Lu Yanrong, Li Lixiang, Peng Haipeng, Xie Dong, Yang Yixian
Information Security Center, State Key Laboratory of Networking and Switching Technology, Beijing University of Posts and Telecommunications, Beijing, 100876, China.
J Med Syst. 2015 Jun;39(6):65. doi: 10.1007/s10916-015-0229-z. Epub 2015 Apr 22.

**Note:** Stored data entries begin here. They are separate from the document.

//! Shared fixtures for the file-system tests

use soul_core::SongMetadata;
use soul_library::tags::write_metadata;
use std::path::{Path, PathBuf};
use std::sync::Once;

static INIT: Once = Once::new();

pub fn init_tracing() {
    INIT.call_once(|| {
        let _ = tracing_subscriber::fmt()
            .with_test_writer()
            .with_max_level(tracing::Level::DEBUG)
            .try_init();
    });
}

/// Write a short silent 16-bit mono PCM WAV, creating parent folders
///
/// `seed` changes the sample data so files can differ in content.
pub fn write_wav(path: &Path, seed: u8) -> PathBuf {
    let samples = 800u32;
    let data_len = samples * 2;
    let mut bytes = Vec::new();
    bytes.extend_from_slice(b"RIFF");
    bytes.extend_from_slice(&(36 + data_len).to_le_bytes());
    bytes.extend_from_slice(b"WAVEfmt ");
    bytes.extend_from_slice(&16u32.to_le_bytes());
    bytes.extend_from_slice(&1u16.to_le_bytes());
    bytes.extend_from_slice(&1u16.to_le_bytes());
    bytes.extend_from_slice(&8000u32.to_le_bytes());
    bytes.extend_from_slice(&16000u32.to_le_bytes());
    bytes.extend_from_slice(&2u16.to_le_bytes());
    bytes.extend_from_slice(&16u16.to_le_bytes());
    bytes.extend_from_slice(b"data");
    bytes.extend_from_slice(&data_len.to_le_bytes());
    bytes.resize(bytes.len() + data_len as usize, seed);

    std::fs::create_dir_all(path.parent().unwrap()).unwrap();
    std::fs::write(path, bytes).unwrap();
    path.to_path_buf()
}

/// WAV file carrying `metadata` in its tags
pub fn write_tagged_wav(path: &Path, seed: u8, metadata: &SongMetadata) -> PathBuf {
    let path = write_wav(path, seed);
    write_metadata(&path, metadata).unwrap();
    path
}

pub fn album(artist: &str, album: &str, title: &str, track: u32) -> SongMetadata {
    SongMetadata {
        title: Some(title.to_string()),
        artist: Some(artist.to_string()),
        album: Some(album.to_string()),
        track_number: Some(track),
        ..SongMetadata::default()
    }
}
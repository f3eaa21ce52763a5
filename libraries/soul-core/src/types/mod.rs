mod library_settings;
mod song;

pub use library_settings::{ImportAction, SortAttribute, SortSettings};
pub use song::{Song, SongMetadata};
//! Import → identify → sort chaining
//!
//! Registered as a queue hook so chained tasks are queued before the queue can
//! report idle.

use crate::config::FollowUpPolicy;
use crate::factory::TaskFactory;
use crate::kind::TaskKind;
use crate::queue::{Queue, TaskReport};
use crate::status::TaskStatus;
use crate::tasks::SortScope;
use std::sync::{Arc, Weak};
use tracing::{debug, warn};

pub struct FollowUps;

impl FollowUps {
    /// Chain tasks after every import that brought files in
    pub fn install(queue: &Arc<Queue>, factory: TaskFactory, policy: FollowUpPolicy) {
        if !policy.identify_after_import && !policy.sort_after_import {
            return;
        }
        let weak: Weak<Queue> = Arc::downgrade(queue);
        queue.on_task_finished(move |report| {
            if let Some(queue) = weak.upgrade() {
                Self::chain(&queue, &factory, policy, report);
            }
        });
    }

    fn chain(queue: &Queue, factory: &TaskFactory, policy: FollowUpPolicy, report: &TaskReport) {
        let imported = report.kind == TaskKind::Import
            && matches!(
                report.status,
                TaskStatus::Succeeded | TaskStatus::SucceededWithWarnings
            )
            && !report.items.is_empty();
        if !imported {
            return;
        }

        debug!(
            import = report.id,
            files = report.items.len(),
            "Chaining follow-up tasks"
        );
        if policy.identify_after_import {
            if let Err(e) = queue.add(Box::new(factory.identify(report.items.clone()))) {
                warn!("Cannot queue identification after import {}: {}", report.id, e);
            }
        }
        if policy.sort_after_import {
            let scope = SortScope::songs(report.items.clone());
            if let Err(e) = queue.add(Box::new(factory.sort(scope))) {
                warn!("Cannot queue sort after import {}: {}", report.id, e);
            }
        }
    }
}
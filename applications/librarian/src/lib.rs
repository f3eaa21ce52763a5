//! Soul Librarian
//!
//! Wires the file-system library, the offline identifier and the task queue
//! together for the `soul-librarian` binary.

pub mod app;
pub mod config;
pub mod error;
pub mod report;

pub use app::Librarian;
pub use config::LibrarianConfig;
pub use error::{LibrarianError, Result};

The Telecare Medicine Information Systems (TMISs) provide an efficient communicating platform supporting the patients access health-care delivery services via internet or mobile networks. Authentication becomes an essential need when a remote patient logins into the telecare server. Recently, many extended chaotic maps based authentication schemes using smart cards for TMISs have been proposed. Li et al. proposed a secure smart cards based authentication scheme for TMISs using extended chaotic maps based on Lee's and Jiang et al.'s scheme. In this study, we show that Li et al.'s scheme has still some weaknesses such as violation the session key security, vulnerability to user impersonation attack and lack of local verification. To conquer these flaws, we propose a chaotic maps and smart cards based password authentication scheme by applying biometrics technique and hash function operations. Through the informal and formal security analyses, we demonstrate that our scheme is resilient possible known attacks including the attacks found in Li et al.'s scheme. As compared with the previous authentication schemes, the proposed scheme is more secure and efficient and hence more practical for telemedical environments.
远程医疗信息系统(TMISs)提供了一个高效的通信平台,支持患者通过互联网或移动网络获取医疗保健服务。当远程患者登录到远程医疗服务器时,认证成为一项基本需求。最近,已经提出了许多基于扩展混沌映射的使用智能卡的TMISs认证方案。Li等人基于Lee和Jiang等人的方案,提出了一种基于扩展混沌映射的TMISs安全智能卡认证方案。在本研究中,我们表明Li等人的方案仍然存在一些弱点,例如违反会话密钥安全性、易受用户假冒攻击以及缺乏本地验证。为了克服这些缺陷,我们通过应用生物识别技术和哈希函数操作,提出了一种基于混沌映射和智能卡的密码认证方案。通过非正式和正式的安全分析,我们证明了我们的方案能够抵御可能的已知攻击,包括在Li等人的方案中发现的攻击。与先前的认证方案相比,所提出的方案更安全、高效,因此在远程医疗环境中更实用。